Colombia, Peru, guerilla youth armies

Posted on March 17, 2011 • Filed under: Colombia, Human Rights Latin America, Human Smuggling, Peru, Social Issues, Z1test

The Guerrillas’ Youth Armies
Claudia Sánchez-Bustamante/DIÁLOGO
16/03/2011

Abuses against Minors and Vulnerable Populations in the Hands of Terrorist Movements

Seventeen thousand minors are part of the internal armed conflict in Colombia according to the Colombian non-governmental organization (NGO) “Our Children: Task without End” (“Nuestra Niñez Tarea Sin Fin”).

The International Tribunal on Children Affected by War and Poverty, an NGO created by the International Diplomatic Humanitarian Mission following the genocide in Rwanda in 1994 (Mission Diplomatique Internationale Humanitaire), has estimated that of the 6,000 to 11,000 child soldiers in the Andean country in 2009, half were found in the ranks of the Revolutionary Armed Forces of Colombia (FARC).

“They’re using children as young as six years old for intelligence work, planting anti-personnel mines, and transporting explosives,” said Sergio Tapia, the tribunal’s director.

These figures put Colombia in fifth place among countries where illegal armed groups recruit those under the age of seventeen, the Colombian magazine Cambio [Change] reported. Nevertheless, figures from the Colombian Humanitarian Aid for the Demobilized Program (PAHD) reveal that the average age of recruitment in that country varies between six and fourteen years old.

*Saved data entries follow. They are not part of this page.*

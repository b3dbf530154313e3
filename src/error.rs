use std::fmt;

use thiserror::Error;

/// A time offset into an audio stream, derived from the number of decoded
/// samples and the stream sample rate. Rendered as `{m}m {ss}s` in error
/// details.
#[derive(Debug, Clone, Copy, PartialEq, Eq)]
pub struct Position {
    pub minutes: u64,
    pub seconds: u64,
}

impl Position {
    pub fn from_samples(samples: u64, sample_rate: u32) -> Self {
        let total_seconds = if sample_rate > 0 {
            samples / u64::from(sample_rate)
        } else {
            0
        };
        Self::from_seconds(total_seconds)
    }

    pub fn from_seconds(total_seconds: u64) -> Self {
        Position {
            minutes: total_seconds / 60,
            seconds: total_seconds % 60,
        }
    }
}

impl fmt::Display for Position {
    fn fmt(&self, f: &mut fmt::Formatter<'_>) -> fmt::Result {
        write!(f, "{}m {:02}s", self.minutes, self.seconds)
    }
}

/// Everything that can go wrong while opening or draining a single file.
///
/// Decoders map their internal status codes onto this closed set; the
/// rendered `Display` text is what ends up next to the file in the final
/// report.
#[derive(Debug, Clone, PartialEq, Eq, Error)]
pub enum DecodeError {
    /// The decoder's open sequence (stream open, header parse, metadata
    /// pre-read) failed. Carries the decoder-specific diagnostic.
    #[error("UNABLE_TO_OPEN_DECODER <{0}>")]
    Open(String),

    /// The stream ended before the declared payload did.
    #[error("{}", fmt_truncated(.position))]
    Truncated { position: Option<Position> },

    /// The decoder lost synchronization. `position: None` means the loss was
    /// discovered at end of file; `id3v1_tag` annotates the common case of a
    /// stray ID3v1 tag confusing the final frame.
    #[error("{}", fmt_lost_sync(.position, .id3v1_tag))]
    LostSync {
        position: Option<Position>,
        id3v1_tag: bool,
    },

    /// A corrupted frame header was encountered.
    #[error("BAD_HEADER @ {0}")]
    BadHeader(Position),

    /// Frame data did not match its embedded CRC.
    #[error("CRC_MISMATCH @ {0}")]
    CrcMismatch(Position),

    /// The decoded audio did not match the stored MD5 signature.
    #[error("MD5_MISMATCH")]
    Md5Mismatch,

    /// The decoded sample count diverged from the declared total.
    /// Negative delta means samples were missing, positive means extra.
    #[error("{}", fmt_sample_mismatch(.delta))]
    SampleCountMismatch { delta: i64 },

    /// Reserved or unknown fields in use; the stream cannot be walked.
    #[error("UNPARSEABLE_STREAM")]
    UnparseableStream,

    /// A metadata block or tag was corrupt. Carries the tag-specific token
    /// (for example `BAD_ID3v2_TAG`).
    #[error("{0}")]
    BadMetadata(String),

    #[error("SEEK_ERROR")]
    Seek,

    #[error("MEMORY_ALLOCATION_ERROR")]
    MemoryAllocation,

    #[error("DECODER_ABORTED")]
    Aborted,

    /// The file's extension is not in the recognized table.
    #[error("UNSUPPORTED_FORMAT")]
    Unsupported,

    /// Format-specific condition with its own diagnostic token.
    #[error("{0}")]
    Format(String),
}

fn fmt_truncated(position: &Option<Position>) -> String {
    match position {
        Some(pos) => format!("TRUNCATED @ {pos}"),
        None => "TRUNCATED".to_string(),
    }
}

fn fmt_lost_sync(position: &Option<Position>, id3v1_tag: &bool) -> String {
    match position {
        Some(pos) if *id3v1_tag => format!("LOST_SYNC @ {pos} <ID3v1_TAG_FOUND>"),
        Some(pos) => format!("LOST_SYNC @ {pos}"),
        None => "LOST_SYNC @ END_OF_FILE".to_string(),
    }
}

fn fmt_sample_mismatch(delta: &i64) -> String {
    let count = delta.unsigned_abs();
    let noun = if *delta < 0 { "MISSING_SAMPLE" } else { "EXTRA_SAMPLE" };
    let plural = if count == 1 { "" } else { "S" };
    format!("{count} {noun}{plural}")
}

#[cfg(test)]
mod tests {
    use super::*;

    #[test]
    fn position_formatting() {
        assert_eq!(Position::from_seconds(0).to_string(), "0m 00s");
        assert_eq!(Position::from_seconds(67).to_string(), "1m 07s");
        assert_eq!(Position::from_samples(44100 * 187, 44100).to_string(), "3m 07s");
        // Unknown sample rate degrades to the stream start.
        assert_eq!(Position::from_samples(5000, 0).to_string(), "0m 00s");
    }

    #[test]
    fn error_details_match_report_tokens() {
        assert_eq!(
            DecodeError::LostSync { position: None, id3v1_tag: false }.to_string(),
            "LOST_SYNC @ END_OF_FILE"
        );
        assert_eq!(
            DecodeError::LostSync {
                position: Some(Position::from_seconds(0)),
                id3v1_tag: true
            }
            .to_string(),
            "LOST_SYNC @ 0m 00s <ID3v1_TAG_FOUND>"
        );
        assert_eq!(
            DecodeError::SampleCountMismatch { delta: -1 }.to_string(),
            "1 MISSING_SAMPLE"
        );
        assert_eq!(
            DecodeError::SampleCountMismatch { delta: 576 }.to_string(),
            "576 EXTRA_SAMPLES"
        );
        assert_eq!(
            DecodeError::Truncated { position: Some(Position::from_seconds(65)) }.to_string(),
            "TRUNCATED @ 1m 05s"
        );
        assert_eq!(DecodeError::Open("no audio track".into()).to_string(),
            "UNABLE_TO_OPEN_DECODER <no audio track>");
        assert_eq!(DecodeError::BadMetadata("BAD_ID3v2_TAG".into()).to_string(), "BAD_ID3v2_TAG");
    }
}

According to León Valencia, director of Colombian NGO New Rainbow Corporation (Corporación Nuevo Arco Iris), terrorist groups recruit these children in order to replace casualties and desertions by demobilized fighters.

“New narco-paramilitaries need cheaper labor, and the easiest to exploit, use, and discard are children,” said a report by the Colombian NGO Human Rights and Displacement Consulting (Consultoría para los Derechos Humanos y el Desplazamiento).

The fact that these young people come from social environments where they lack opportunities facilitates their decision to join the ranks of a guerrilla group as their only way out.

In her analysis “Prisioneros combatientes” [Combatant Prisoners], Colombian political scientist Natalia Springer stated that more than 70 percent of demobilized minors interviewed for her report affirmed that they had lacked opportunities for access to land, education, or money to better themselves. In fact, more than 80 percent of those interviewed affirmed that they had received only very basic formal education before joining the guerrillas.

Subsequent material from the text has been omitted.